Why am I Doing this?

11/17/16

My goal with this project is to investigate methods for procedurally generating voice leading by learning trends in existing music, rather than starting from pre-existing composition rules. My reasons for this are two-fold. First, while undergrad composition and music theory classes in the conservatory model have strict composition rules as their bread and butter, mature composers of the past and present by and large compose music by recreating music they enjoy or find interesting, often by breaking the established rules of their chosen form. Second, there are many examples in the music composition literature of prescriptive, rule-based models for stochastic composition (see Hiller, Tenney, Xenakis, Eno, etc.). As far as I know, there are only a few people who have tried to do composition using machine learning techinques.

Why Voice Leading?

I’m specifying four part harmony as my musical genre of choice because it is very regular.

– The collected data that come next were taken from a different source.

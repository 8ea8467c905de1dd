//! Repository for the `item_sizes` table.

use sqlx::{PgConnection, PgExecutor};
use stockgrid_core::options::OptionDraft;
use stockgrid_core::types::DbId;

use crate::models::option::SizeRow;

const COLUMNS: &str = "id, sku, label, sort_order, created_at, updated_at";

pub struct SizeRepo;

impl SizeRepo {
    pub async fn list_for_sku<'e>(
        executor: impl PgExecutor<'e>,
        sku: &str,
    ) -> Result<Vec<SizeRow>, sqlx::Error> {
        let query = format!("SELECT {COLUMNS} FROM item_sizes WHERE sku = $1 ORDER BY id");
        sqlx::query_as::<_, SizeRow>(&query)
            .bind(sku)
            .fetch_all(executor)
            .await
    }

    /// `draft.swatch` is ignored; sizes have none.
    pub async fn insert(
        conn: &mut PgConnection,
        sku: &str,
        draft: &OptionDraft,
    ) -> Result<SizeRow, sqlx::Error> {
        let query = format!(
            "INSERT INTO item_sizes (sku, label, sort_order) \
             VALUES ($1, $2, $3) \
             RETURNING {COLUMNS}"
        );
        sqlx::query_as::<_, SizeRow>(&query)
            .bind(sku)
            .bind(&draft.name)
            .bind(draft.sort_order)
            .fetch_one(conn)
            .await
    }

    pub async fn update(
        conn: &mut PgConnection,
        sku: &str,
        id: DbId,
        draft: &OptionDraft,
    ) -> Result<Option<SizeRow>, sqlx::Error> {
        let query = format!(
            "UPDATE item_sizes \
             SET label = $3, sort_order = $4, updated_at = NOW() \
             WHERE sku = $1 AND id = $2 \
             RETURNING {COLUMNS}"
        );
        sqlx::query_as::<_, SizeRow>(&query)
            .bind(sku)
            .bind(id)
            .bind(&draft.name)
            .bind(draft.sort_order)
            .fetch_optional(conn)
            .await
    }

    pub async fn delete(conn: &mut PgConnection, sku: &str, id: DbId) -> Result<bool, sqlx::Error> {
        let result = sqlx::query("DELETE FROM item_sizes WHERE sku = $1 AND id = $2")
            .bind(sku)
            .bind(id)
            .execute(conn)
            .await?;
        Ok(result.rows_affected() > 0)
    }
}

While composers don’t necessarily follow all of the strict rules that a rule-based generative model would need to produce realistic melodies, they do follow some heuristics that a model can pick up on (like avoiding parallel fifths and octaves, avoiding voice crossing or overlap, a leap up should be followed by a step down).

Why Neural Nets?

My machine learning model of choice is a recurrent neural network. I like neural networks a lot for this sort of problem because they are good at establishing complex dependencies between attributes. Also, there have been a lot of recent advancements in deep learning and techniques used to achieve breakthroughs in similar sequential learning problems may prove useful. Also deep learning is shiny and new.

What Now?

My plan currently is to build several different neural net architectures that approach the problem in different ways and do a listening test with human subjects, including a sample of music majors and non-music majors. I’ve finished the first of these architectures, a simple generative model that takes absolute pitch data from the previous timestep as input and outputs absolute pitch data for the next timestep. I’m currently testing another model based on Geoffrey Hinton’s Product of Experts concept, which I am approaching in a way similar to prior research I’ve done with a colleague. I plan, given time, to look into non-recurrent approaches as well.

So, that’s where I’m at right now. I’ll post again within the next few days explaining the details of my summer research and how it has played into my current research, and then probably post again once I have concrete results.